Indeed, a look at Labman’s order book bears testament to how automation is supporting companies’ respective drives to become more efficient.
From California, where a system is being used to formulate pharmaceutical products, to a South Korean-based water analysis machine, and a paint weathering analysis apparatus in Singapore, Labman’s reach is worldwide.
Closer to home, the business has supplied equipment to support the Centre for Process Innovation’s development of next generation formulated products at NETPark, in Sedgefield, County Durham.
It was also commissioned by Liverpool University to create the £2.5m Formulation Engine for the new Materials Innovation Factory – one of eight systems the company supplied for the development.
“The demand has gone up,” says Ian. “People have increasingly gained confidence in machines and there has been a broad acceptance that automation is the way to go for doing research.”
Integral to Labman’s technology, and its ongoing evolution to meet ever-changing marketplace demands, is the company’s staff.
This, says Ian, is where the climbing wall, poles, pool tables and squash court come in.
“We have quite a relaxed atmosphere, which is designed to drive innovation and provide a space to share ideas.
“It is a creative process, and you need to bounce ideas off other people.
“You will stand in the queue waiting for the climbing wall and you’re chatting about a project, that’s how the ideas grow.
“Equally, we employ people who are engineers and hobbyists at heart.
“We expect people to be fixing cars, doing home automation or building drones, for example, so that when they get here, pretty much without exception, they are chatting about engineering.
“It is such a melting pot of ideas.”
Fundamental to Labman’s team is its cohort of graduates and apprentices.
This, says Ian, adds another dimension to the firm, with the effervescence of youth offering fresh perspectives on projects.
“It takes a long time to learn to do what we do; the recruitment and training cycle is something like two to three years.
“We can’t dilute our experienced pool of engineers too much because you lose the essence of what we are.

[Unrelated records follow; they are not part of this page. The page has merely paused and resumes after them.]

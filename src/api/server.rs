//! API server lifecycle: bind, serve in a background task, shut down on
//! request.
//!
//! bind -> spawn background task -> return handle with shutdown channel.

use std::net::SocketAddr;
use std::sync::Arc;

use tokio::sync::oneshot;
use tokio::task::JoinHandle;

use crate::api::router::api_router;
use crate::core_state::CoreState;

/// Handle to a running API server.
pub struct ApiServer {
    addr: SocketAddr,
    started_at: String,
    shutdown_tx: Option<oneshot::Sender<()>>,
    task: Option<JoinHandle<()>>,
}

impl ApiServer {
    /// Address actually bound (resolves port 0 to the assigned port).
    pub fn addr(&self) -> SocketAddr {
        self.addr
    }

    pub fn started_at(&self) -> &str {
        &self.started_at
    }

    /// Send the shutdown signal. Safe to call more than once.
    pub fn shutdown(&mut self) {
        if let Some(tx) = self.shutdown_tx.take() {
            let _ = tx.send(());
            tracing::info!("API server shutdown signal sent");
        }
    }

    /// Wait for the serving task to finish after `shutdown`.
    pub async fn stopped(&mut self) {
        if let Some(task) = self.task.take() {
            if let Err(e) = task.await {
                tracing::error!("API server task failed: {e}");
            }
        }
    }
}

/// Start the API server on `addr`.
pub async fn start_server(core: Arc<CoreState>, addr: SocketAddr) -> Result<ApiServer, String> {
    let listener = tokio::net::TcpListener::bind(addr)
        .await
        .map_err(|e| format!("Failed to bind API server on {addr}: {e}"))?;

    let addr = listener
        .local_addr()
        .map_err(|e| format!("Failed to get server address: {e}"))?;

    let app = api_router(core);
    let (shutdown_tx, shutdown_rx) = oneshot::channel::<()>();

    let task = tokio::spawn(async move {
        let shutdown_signal = async move {
            let _ = shutdown_rx.await;
            tracing::info!("API server received shutdown signal");
        };

        tracing::info!(%addr, "API server started");

        if let Err(e) = axum::serve(listener, app)
            .with_graceful_shutdown(shutdown_signal)
            .await
        {
            tracing::error!("API server error: {e}");
        }

        tracing::info!("API server stopped");
    });

    Ok(ApiServer {
        addr,
        started_at: chrono::Utc::now().to_rfc3339(),
        shutdown_tx: Some(shutdown_tx),
        task: Some(task),
    })
}
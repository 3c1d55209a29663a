use crate::labs::registry;

/// System prompt asking for one JSON object keyed by every registry parameter.
pub fn build_system_prompt() -> String {
    let mut schema = String::from("{\n  \"report_date\": \"YYYY-MM\"");
    for def in registry::all() {
        schema.push_str(&format!(",\n  \"{}\": number", def.key));
    }
    schema.push_str("\n}");

    format!(
        "You are a medical data extraction specialist. Extract blood test results from the PDF.\n\
         Return ONLY a valid JSON object with these exact keys (use null if not found):\n\
         {schema}\n\
         Numeric values only. No units, no text. Just the JSON."
    )
}

/// User instruction accompanying the attached document.
pub fn build_user_prompt(filename: &str) -> String {
    format!("Extract blood test values from: {filename}")
}
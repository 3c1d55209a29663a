use serde_json::Value;

use super::{ExtractionError, RawLabValues};

/// Parse the model's reply into a raw value map.
///
/// Code-fence markers are removed and any prose around the outermost
/// `{...}` is discarded. The result must be a JSON object.
pub fn parse_extraction_response(response: &str) -> Result<RawLabValues, ExtractionError> {
    let cleaned = strip_code_fences(response);
    let json_str = outermost_object(&cleaned)
        .ok_or_else(|| ExtractionError::MalformedResponse("No JSON object found".into()))?;

    let value: Value = serde_json::from_str(json_str)
        .map_err(|e| ExtractionError::MalformedResponse(e.to_string()))?;

    match value {
        Value::Object(map) => Ok(map),
        _ => Err(ExtractionError::MalformedResponse(
            "Top-level JSON is not an object".into(),
        )),
    }
}

fn strip_code_fences(text: &str) -> String {
    text.replace("```json", "").replace("```", "").trim().to_string()
}

fn outermost_object(text: &str) -> Option<&str> {
    let start = text.find('{')?;
    let end = text.rfind('}')?;
    (end > start).then(|| &text[start..=end])
}
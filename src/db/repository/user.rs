use rusqlite::{params, Connection, OptionalExtension};
use uuid::Uuid;

use super::{now_timestamp, parse_timestamp, parse_uuid, TIMESTAMP_FORMAT};
use crate::db::DatabaseError;
use crate::models::User;

/// Insert a user together with the hash of their bearer token.
pub fn insert_user(
    conn: &Connection,
    email: &str,
    name: &str,
    token_hash: &str,
) -> Result<User, DatabaseError> {
    let user = User {
        id: Uuid::new_v4(),
        email: email.to_string(),
        name: name.to_string(),
        created_at: now_timestamp(),
    };

    conn.execute(
        "INSERT INTO users (id, email, name, token_hash, created_at)
         VALUES (?1, ?2, ?3, ?4, ?5)",
        params![
            user.id.to_string(),
            user.email,
            user.name,
            token_hash,
            user.created_at.format(TIMESTAMP_FORMAT).to_string(),
        ],
    )?;
    Ok(user)
}

pub fn find_user_by_token_hash(
    conn: &Connection,
    token_hash: &str,
) -> Result<Option<User>, DatabaseError> {
    let row = conn
        .query_row(
            "SELECT id, email, name, created_at FROM users WHERE token_hash = ?1",
            params![token_hash],
            user_row_from_rusqlite,
        )
        .optional()?;
    row.map(user_from_row).transpose()
}

pub fn get_user(conn: &Connection, id: Uuid) -> Result<User, DatabaseError> {
    let row = conn
        .query_row(
            "SELECT id, email, name, created_at FROM users WHERE id = ?1",
            params![id.to_string()],
            user_row_from_rusqlite,
        )
        .optional()?
        .ok_or_else(|| DatabaseError::NotFound {
            entity_type: "user".into(),
            id: id.to_string(),
        })?;
    user_from_row(row)
}

struct UserRow {
    id: String,
    email: String,
    name: String,
    created_at: String,
}

fn user_row_from_rusqlite(row: &rusqlite::Row<'_>) -> Result<UserRow, rusqlite::Error> {
    Ok(UserRow {
        id: row.get(0)?,
        email: row.get(1)?,
        name: row.get(2)?,
        created_at: row.get(3)?,
    })
}

fn user_from_row(row: UserRow) -> Result<User, DatabaseError> {
    Ok(User {
        id: parse_uuid(&row.id)?,
        email: row.email,
        name: row.name,
        created_at: parse_timestamp(&row.created_at)?,
    })
}

#[cfg(test)]
mod tests {
    use super::*;
    use crate::db::sqlite::open_memory_database;

    #[test]
    fn insert_and_find_by_token() {
        let conn = open_memory_database().unwrap();
        let user = insert_user(&conn, "ana@example.com", "Ana", "hash-1").unwrap();

        let found = find_user_by_token_hash(&conn, "hash-1").unwrap().unwrap();
        assert_eq!(found, user);
        assert!(find_user_by_token_hash(&conn, "hash-2").unwrap().is_none());
    }

    #[test]
    fn duplicate_email_is_unique_violation() {
        let conn = open_memory_database().unwrap();
        insert_user(&conn, "ana@example.com", "Ana", "hash-1").unwrap();
        let err = insert_user(&conn, "ANA@example.com", "Ana 2", "hash-2").unwrap_err();
        assert!(err.is_unique_violation());
    }

    #[test]
    fn get_missing_user_is_not_found() {
        let conn = open_memory_database().unwrap();
        assert!(matches!(
            get_user(&conn, Uuid::new_v4()),
            Err(DatabaseError::NotFound { .. })
        ));
    }
}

“Sometimes the naivety of the younger workers is a real bonus.
“In a creative environment, they are not held by the truths they’ve learnt elsewhere – they try and think of things that you maybe wouldn’t normally.
“You have to give them space to do that.”
As our conversation concludes, so does a rapid contest on the pool table, its end signalled by the sound of the last ball clunking into a pocket.
Labman, however, has its eyes on the longer game.
“People are very proud to work here and there is huge enthusiasm and excitement for the future,” says Ian.
“The demand for our services is so high.”